What the exercise asks.
Starting at the line with "human output, or", retype each line exactly up to and including the final line of the records below.

Source material.

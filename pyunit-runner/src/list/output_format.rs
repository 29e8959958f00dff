// Copyright (c) The nextest Contributors
// SPDX-License-Identifier: MIT OR Apache-2.0

use owo_colors::Style;
use serde::Serialize;
use std::io;

/// Output formats for a test list.
#[derive(Copy, Clone, Debug, Eq, PartialEq)]
#[non_exhaustive]
pub enum OutputFormat {
    /// A human-readable output format.
    Human {
        /// Whether to produce verbose output.
        verbose: bool,
    },

    /// Machine-readable output format.
    Serializable(SerializableFormat),
}

/// A serialized, machine-readable output format.
#[derive(Copy, Clone, Debug, Eq, PartialEq)]
#[non_exhaustive]
pub enum SerializableFormat {
    /// JSON with no whitespace.
    Json,
    /// JSON, prettified.
    JsonPretty,
}

impl SerializableFormat {
    /// Write this data in the given format to the writer.
    pub fn to_writer(
        self,
        value: &impl Serialize,
        writer: impl io::Write,
    ) -> serde_json::Result<()> {
        match self {
            SerializableFormat::Json => serde_json::to_writer(writer, value),
            SerializableFormat::JsonPretty => serde_json::to_writer_pretty(writer, value),
        }
    }
}

/// The shape in which a test list is written.
#[derive(Copy, Clone, Debug, Default, Eq, PartialEq)]
pub enum ListShape {
    /// The file → suite → function tree.
    #[default]
    Tree,

    /// The flattened form: one line per test for human output, or
    /// [`FlattenedTests`](pyunit_metadata::FlattenedTests) for serialized output.
    Flat,
}

#[derive(Clone, Debug, Default)]
pub(crate) struct Styles {
    pub(crate) file_path: Style,
    pub(crate) suite_name: Style,
    pub(crate) test_name: Style,
    pub(crate) module_path: Style,
    pub(crate) field: Style,
}

impl Styles {
    pub(crate) fn colorize(&mut self) {
        self.file_path = Style::new().magenta().bold();
        self.suite_name = Style::new().cyan().bold();
        self.test_name = Style::new().blue().bold();
        self.field = Style::new().yellow().bold();
        self.module_path = Style::new().cyan();
    }
}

Exercise result.
    /// The flattened form: one line per test for human output, or
    /// [`FlattenedTests`](pyunit_metadata::FlattenedTests) for serialized output.
    Flat,
}

#[derive(Clone, Debug, Default)]
pub(crate) struct Styles {
    pub(crate) file_path: Style,
    pub(crate) suite_name: Style,
    pub(crate) test_name: Style,
    pub(crate) module_path: Style,
    pub(crate) field: Style,
}

impl Styles {
    pub(crate) fn colorize(&mut self) {
        self.file_path = Style::new().magenta().bold();
        self.suite_name = Style::new().cyan().bold();
        self.test_name = Style::new().blue().bold();
        self.field = Style::new().yellow().bold();
        self.module_path = Style::new().cyan();
    }
}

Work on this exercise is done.